It works by putting students into realistic tasks first, then guiding them to analyse what happened, fix mistakes, and improve their method. In this pathway, Professional Diploma in IT Support and Professional Diploma in Software Engineering students learn through repeated practice, so they can connect concepts to actual technical work.
IT Support activities
For IT Support, students may practise setting up devices, checking network connections, installing software, and responding to common user issues. They learn how to follow a process: identify the problem, test possible causes, apply a fix, and confirm that the issue is resolved.
This is especially useful for no SPM requirement learners and age 16 and above students who need a clear starting point. Instead of only reading about systems, they work with real lab equipment and learn how to handle troubleshooting in a calm, step-by-step way. That is important because support work often depends on accuracy, patience, and clear communication.
Software Engineering activities
For Software Engineering, students move into coding tasks, debugging exercises, and small project builds. They may write simple features, correct errors, test changes, and review how their code behaves. This is where the provider’s German Ausbildung-inspired training approach supports a market-aligned curriculum that connects classroom learning with practical output.

What students produce
The goal is not just classroom completion. Students are expected to produce evidence of progress that can be reviewed and improved over time. That can include documentation, troubleshooting notes, code files, and a GitHub portfolio that shows what they have built.

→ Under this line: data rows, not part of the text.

/* This file is part of Gegofi (https://gego.fi)
 *
 * Copyright (C) 2021-2026 Gegofi foundation
 *
 * This program is free software: you can redistribute it and/or modify
 * it under the terms of the GNU Affero General Public License as
 * published by the Free Software Foundation, either version 3 of the
 * License, or (at your option) any later version.
 *
 * This program is distributed in the hope that it will be useful,
 * but WITHOUT ANY WARRANTY; without even the implied warranty of
 * MERCHANTABILITY or FITNESS FOR A PARTICULAR PURPOSE.  See the
 * GNU Affero General Public License for more details.
 *
 * You should have received a copy of the GNU Affero General Public License
 * along with this program.  If not, see <https://www.gnu.org/licenses/>.
 */

//! JSON-RPC 2.0 object definitions
use std::collections::HashMap;

use rand::{rngs::OsRng, Rng};
use tinyjson::JsonValue;

use crate::{error::RpcError, Result};

/// Wrapping enum around the available JSON-RPC object types
#[derive(Clone, Debug)]
pub enum JsonResult {
    Response(JsonResponse),
    Error(JsonError),
    Notification(JsonNotification),
}

impl JsonResult {
    pub fn try_from_value(value: &JsonValue) -> Result<Self> {
        if let Ok(response) = JsonResponse::try_from(value) {
            return Ok(Self::Response(response))
        }

        if let Ok(error) = JsonError::try_from(value) {
            return Ok(Self::Error(error))
        }

        if let Ok(notification) = JsonNotification::try_from(value) {
            return Ok(Self::Notification(notification))
        }

        Err(RpcError::InvalidJson("Invalid JSON-RPC result".to_string()).into())
    }
}

/// A JSON-RPC request object
#[derive(Clone, Debug)]
pub struct JsonRequest {
    /// JSON-RPC version
    pub jsonrpc: &'static str,
    /// Request ID
    pub id: u16,
    /// Request method
    pub method: String,
    /// Request parameters
    pub params: JsonValue,
}

impl JsonRequest {
    /// Create a new [`JsonRequest`] object with the given method and parameters.
    /// The request ID is chosen randomly.
    pub fn new(method: &str, params: JsonValue) -> Self {
        assert!(params.is_object() || params.is_array());
        Self { jsonrpc: "2.0", id: OsRng.gen(), method: method.to_string(), params }
    }

    /// Convert the object into a JSON string
    pub fn stringify(&self) -> Result<String> {
        let v: JsonValue = self.into();
        Ok(v.stringify()?)
    }
}

impl From<&JsonRequest> for JsonValue {
    fn from(req: &JsonRequest) -> JsonValue {
        JsonValue::Object(HashMap::from([
            ("jsonrpc".to_string(), JsonValue::String(req.jsonrpc.to_string())),
            ("id".to_string(), JsonValue::Number(req.id.into())),
            ("method".to_string(), JsonValue::String(req.method.clone())),
            ("params".to_string(), req.params.clone()),
        ]))
    }
}

/// A JSON-RPC response object
#[derive(Clone, Debug)]
pub struct JsonResponse {
    /// JSON-RPC version
    pub jsonrpc: &'static str,
    /// Response ID, matching the request ID
    pub id: u16,
    /// Response result payload
    pub result: JsonValue,
}

impl TryFrom<&JsonValue> for JsonResponse {
    type Error = RpcError;

    fn try_from(value: &JsonValue) -> std::result::Result<Self, RpcError> {
        let map = as_rpc_object(value, "Response")?;

        if !map.contains_key("id") || !map["id"].is_number() {
            return Err(RpcError::InvalidJson(
                "Response does not contain valid \"id\" field".to_string(),
            ))
        }

        if !map.contains_key("result") {
            return Err(RpcError::InvalidJson(
                "Response does not contain \"result\" field".to_string(),
            ))
        }

        Ok(Self {
            jsonrpc: "2.0",
            id: *map["id"].get::<f64>().unwrap() as u16,
            result: map["result"].clone(),
        })
    }
}

/// A JSON-RPC error reply object
#[derive(Clone, Debug)]
pub struct JsonError {
    /// JSON-RPC version
    pub jsonrpc: &'static str,
    /// Reply ID
    pub id: u16,
    /// Error code
    pub code: i32,
    /// Error message
    pub message: String,
}

impl TryFrom<&JsonValue> for JsonError {
    type Error = RpcError;

    fn try_from(value: &JsonValue) -> std::result::Result<Self, RpcError> {
        let map = as_rpc_object(value, "Error")?;

        if !map.contains_key("id") || !map["id"].is_number() {
            return Err(RpcError::InvalidJson(
                "Error does not contain valid \"id\" field".to_string(),
            ))
        }

        if !map.contains_key("error") || !map["error"].is_object() {
            return Err(RpcError::InvalidJson(
                "Error does not contain valid \"error\" field".to_string(),
            ))
        }

        let error: &HashMap<String, JsonValue> = map["error"].get().unwrap();

        if !error.contains_key("code") || !error["code"].is_number() {
            return Err(RpcError::InvalidJson(
                "Error does not contain valid \"code\" field".to_string(),
            ))
        }

        if !error.contains_key("message") || !error["message"].is_string() {
            return Err(RpcError::InvalidJson(
                "Error does not contain valid \"message\" field".to_string(),
            ))
        }

        Ok(Self {
            jsonrpc: "2.0",
            id: *map["id"].get::<f64>().unwrap() as u16,
            code: *error["code"].get::<f64>().unwrap() as i32,
            message: error["message"].get::<String>().unwrap().clone(),
        })
    }
}

/// A JSON-RPC notification object
#[derive(Clone, Debug)]
pub struct JsonNotification {
    /// JSON-RPC version
    pub jsonrpc: &'static str,
    /// Notification method
    pub method: String,
    /// Notification parameters
    pub params: JsonValue,
}

impl TryFrom<&JsonValue> for JsonNotification {
    type Error = RpcError;

    fn try_from(value: &JsonValue) -> std::result::Result<Self, RpcError> {
        let map = as_rpc_object(value, "Notification")?;

        if map.contains_key("id") {
            return Err(RpcError::InvalidJson(
                "Notification must not contain an \"id\" field".to_string(),
            ))
        }

        if !map.contains_key("method") || !map["method"].is_string() {
            return Err(RpcError::InvalidJson(
                "Notification does not contain valid \"method\" field".to_string(),
            ))
        }

        if !map.contains_key("params") {
            return Err(RpcError::InvalidJson(
                "Notification does not contain \"params\" field".to_string(),
            ))
        }

        Ok(Self {
            jsonrpc: "2.0",
            method: map["method"].get::<String>().unwrap().clone(),
            params: map["params"].clone(),
        })
    }
}

/// Validate the common envelope of a JSON-RPC object and hand out its map.
fn as_rpc_object<'a>(
    value: &'a JsonValue,
    kind: &str,
) -> std::result::Result<&'a HashMap<String, JsonValue>, RpcError> {
    if !value.is_object() {
        return Err(RpcError::InvalidJson(format!("{kind} is not a JSON object")))
    }

    let map: &HashMap<String, JsonValue> = value.get().unwrap();

    if !map.contains_key("jsonrpc") ||
        map["jsonrpc"] != JsonValue::String("2.0".to_string())
    {
        return Err(RpcError::InvalidJson(format!(
            "{kind} does not contain valid \"jsonrpc\" field"
        )))
    }

    Ok(map)
}

#[cfg(test)]
mod tests {
    use super::*;

    #[test]
    fn request_roundtrip() {
        let req = JsonRequest::new("contract.call", JsonValue::Array(vec![]));
        let s = req.stringify().unwrap();
        let parsed: JsonValue = s.parse().unwrap();
        let map: &HashMap<String, JsonValue> = parsed.get().unwrap();
        assert_eq!(map["method"], JsonValue::String("contract.call".to_string()));
        assert_eq!(*map["id"].get::<f64>().unwrap() as u16, req.id);
    }

    #[test]
    fn reply_discrimination() {
        let resp: JsonValue =
            r#"{"jsonrpc":"2.0","id":7,"result":[{"_hex":"0x0a"}]}"#.parse().unwrap();
        match JsonResult::try_from_value(&resp).unwrap() {
            JsonResult::Response(r) => assert_eq!(r.id, 7),
            _ => panic!("expected response"),
        }

        let err: JsonValue =
            r#"{"jsonrpc":"2.0","id":7,"error":{"code":-32000,"message":"execution reverted"}}"#
                .parse()
                .unwrap();
        match JsonResult::try_from_value(&err).unwrap() {
            JsonResult::Error(e) => {
                assert_eq!(e.code, -32000);
                assert_eq!(e.message, "execution reverted");
            }
            _ => panic!("expected error"),
        }

        let notif: JsonValue =
            r#"{"jsonrpc":"2.0","method":"chain.tip","params":[]}"#.parse().unwrap();
        assert!(matches!(
            JsonResult::try_from_value(&notif).unwrap(),
            JsonResult::Notification(_)
        ));

        let garbage: JsonValue = r#"{"hello":"world"}"#.parse().unwrap();
        assert!(JsonResult::try_from_value(&garbage).is_err());
    }
}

| IT Support | Software Engineering |
|---|---|
| Device setup, system checks, and user support tasks | Coding exercises, debugging, and feature development |
| Tools such as operating systems, diagnostic utilities, and network test tools | Tools such as code editors, version control, and testing environments |
| Outcome: practical troubleshooting habits and service readiness | Outcome: working code, project files, and portfolio evidence |
This one-year programme is designed to help learners build practical readiness through an internship pathway, so they can continue developing in real work settings after training. For students in Sunway Velocity Kuala Lumpur and the Klang Valley, that means learning IT by doing in a structured, guided way. The training route also includes the Professional Degree in Information Technology and Professional Degree in Software Engineering options for learners who want a longer progression path.
Who can join Eduvo Academy’s no SPM requirement pathway?
This pathway is open to learners who are age 16 and above and want a practical start in IT without needing SPM results as the main entry barrier. It is designed for students who are ready to learn in a structured, supportive environment and build skills step by step.
Age and entry route
The provider’s entry route is suitable for a wide range of learners, especially those who want a more direct path into technical training. Because the programme is built around applied learning, applicants do not need to wait until they have a traditional academic track before starting.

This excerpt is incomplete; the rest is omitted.